The 52-year-old jail at Edwards Ferry Road and Market Street in Leesburg will be torn down to make room for a parking garage and possibly courthouse facilities, Mulligan said. The new jail was built south of town, near Leesburg Executive Airport.
"It's sad to see the jail moved from the same corner it has been located for over two centuries," Loudoun Sheriff Stephen O. Simpson said in a statement after the last inmate had been moved. "There was just no space left in downtown Leesburg, and the new jail was long overdue."
Simpson announced last month that the jail would open in June. But the exact date and time were kept secret -- even to most jail staffers -- until late last week.
"For security reasons, I shut down communications [for inmates] in the building about 24 hours prior to the move," Mulligan said. "We turned off the telephones. We didn't have visitations. We shut down any lines of communication so word couldn't get out."
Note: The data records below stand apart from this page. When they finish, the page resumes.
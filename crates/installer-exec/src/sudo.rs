//! Sudo session management (spec §4.8, §9): a background `sudo -v`
//! refresher keeps one authenticated session alive for the whole plan, and
//! password prompts are modeled as a request/response pair keyed by a
//! nonce rather than a raw synchronous stdin read, since the caller may be
//! on the other end of an SSE connection (spec §9: "sudo-over-SSE is
//! request/response with a nonce").

use std::collections::HashMap;
use std::sync::Arc;

use tokio::sync::{oneshot, Mutex};

use crate::events::ExecEvent;

#[derive(Default)]
pub struct SudoSession {
    pending: Arc<Mutex<HashMap<String, oneshot::Sender<String>>>>,
    authenticated: Arc<Mutex<bool>>,
}

impl SudoSession {
    pub fn new() -> Self {
        Self::default()
    }

    /// Emits `ExecEvent::SudoPrompt` with a fresh nonce and waits for the
    /// caller to supply the password via `fulfill`. Returns
    /// `InstallError::SudoDenied` if the channel closes without a reply.
    pub async fn request_password(
        &self,
        sink: &tokio::sync::mpsc::UnboundedSender<ExecEvent>,
    ) -> Result<String, installer_core::InstallError> {
        let nonce = uuid::Uuid::new_v4().to_string();
        let (tx, rx) = oneshot::channel();
        self.pending.lock().await.insert(nonce.clone(), tx);
        let _ = sink.send(ExecEvent::SudoPrompt { nonce: nonce.clone() });
        match rx.await {
            Ok(password) => {
                *self.authenticated.lock().await = true;
                Ok(password)
            }
            Err(_) => Err(installer_core::InstallError::SudoDenied),
        }
    }

    /// Called by the transport layer when the user answers a sudo prompt.
    /// Returns `false` if the nonce is unknown (already answered or
    /// expired).
    pub async fn fulfill(&self, nonce: &str, password: String) -> bool {
        if let Some(tx) = self.pending.lock().await.remove(nonce) {
            tx.send(password).is_ok()
        } else {
            false
        }
    }

    pub async fn is_authenticated(&self) -> bool {
        *self.authenticated.lock().await
    }

    /// Tries `sudo -n -v`: succeeds without a prompt when the user has
    /// passwordless sudo or an already-cached credential. Marks the session
    /// authenticated on success.
    pub async fn try_non_interactive(&self) -> bool {
        let status = tokio::process::Command::new("sudo").arg("-n").arg("-v").status().await;
        let ok = matches!(status, Ok(s) if s.success());
        if ok {
            *self.authenticated.lock().await = true;
        }
        ok
    }

    /// Validates `password` against `sudo -S -v`, piping it on stdin rather
    /// than ever passing it as an argument. Marks the session authenticated
    /// on success.
    pub async fn validate_password(&self, password: &str) -> bool {
        use tokio::io::AsyncWriteExt;
        let mut child = match tokio::process::Command::new("sudo")
            .arg("-S")
            .arg("-v")
            .stdin(std::process::Stdio::piped())
            .stdout(std::process::Stdio::null())
            .stderr(std::process::Stdio::null())
            .spawn()
        {
            Ok(c) => c,
            Err(_) => return false,
        };
        if let Some(mut stdin) = child.stdin.take() {
            let _ = stdin.write_all(format!("{password}\n").as_bytes()).await;
        }
        let ok = matches!(child.wait().await, Ok(s) if s.success());
        if ok {
            *self.authenticated.lock().await = true;
        }
        ok
    }

    /// Runs a `sudo -v` refresh every `interval` until cancelled, keeping
    /// the session from expiring mid-plan. Spawn this once per `execute`
    /// call alongside the scheduler loop.
    pub async fn refresh_loop(&self, interval: std::time::Duration, cancel: crate::CancelToken) {
        loop {
            if cancel.is_cancelled() {
                return;
            }
            if *self.authenticated.lock().await {
                let status = tokio::process::Command::new("sudo").arg("-v").status().await;
                if let Ok(status) = status {
                    if !status.success() {
                        tracing::warn!("sudo -v refresh failed, session may have expired");
                    }
                }
            }
            tokio::time::sleep(interval).await;
        }
    }
}

#[cfg(test)]
mod tests {
    use super::*;

    #[tokio::test]
    async fn fulfill_unblocks_request_password() {
        let session = Arc::new(SudoSession::new());
        let (tx, mut rx) = tokio::sync::mpsc::unbounded_channel();

        let session_clone = session.clone();
        let handle = tokio::spawn(async move { session_clone.request_password(&tx).await });

        let ExecEvent::SudoPrompt { nonce } = rx.recv().await.unwrap() else {
            panic!("expected SudoPrompt");
        };
        assert!(session.fulfill(&nonce, "hunter2".to_string()).await);
        assert_eq!(handle.await.unwrap().unwrap(), "hunter2");
        assert!(session.is_authenticated().await);
    }

    #[tokio::test]
    async fn unknown_nonce_fulfill_is_false() {
        let session = SudoSession::new();
        assert!(!session.fulfill("no-such-nonce", "x".to_string()).await);
    }
}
Mulligan said he was concerned that an inmate might overhear staffers inadvertently talking about the move and then phone people on the outside to plan an escape.
That's why the jail's 95 inmates were jolted from sleep at 3 a.m., Mulligan said, about three hours before their usual wake-up time.
"I had a policy in place where our maximum-security inmates were the first ones to leave," Mulligan said. "High-risk inmates first. That way, if people started to notice we were moving the jail, most of the high-risk inmates already had been moved."
The inmates were loaded into vans -- about 10 at a time -- for the 10-minute ride to the new Loudoun County Adult Detention Center.
"The first inmates we transported were really excited about being the first ones to arrive," said Sheriff's Office spokesman Kraig Troxell, who documented the move with a camera. "Some actually asked if they'd get anything special for being the first ones in there."
Privately, jail officials joked that the first arrival would be awarded a key chain.
"A key chain," Mulligan said with a chuckle, "but with no key attached."
The whole operation took 7 1/2 hours. "The move went without incident," Simpson said. "The staff put together an operations plan that was seamless, and the move was completed ahead of schedule."
The new jail can accommodate 220 inmates, about twice as many as the old one. Loudoun has about 400 inmates on any given night, however, so many will continue to be housed outside the county.
Loudoun has announced plans to build a 240-bed addition to the jail, possibly as early as 2011. But even then, Simpson said, the jail will be too small to house an inmate population that is expected to grow.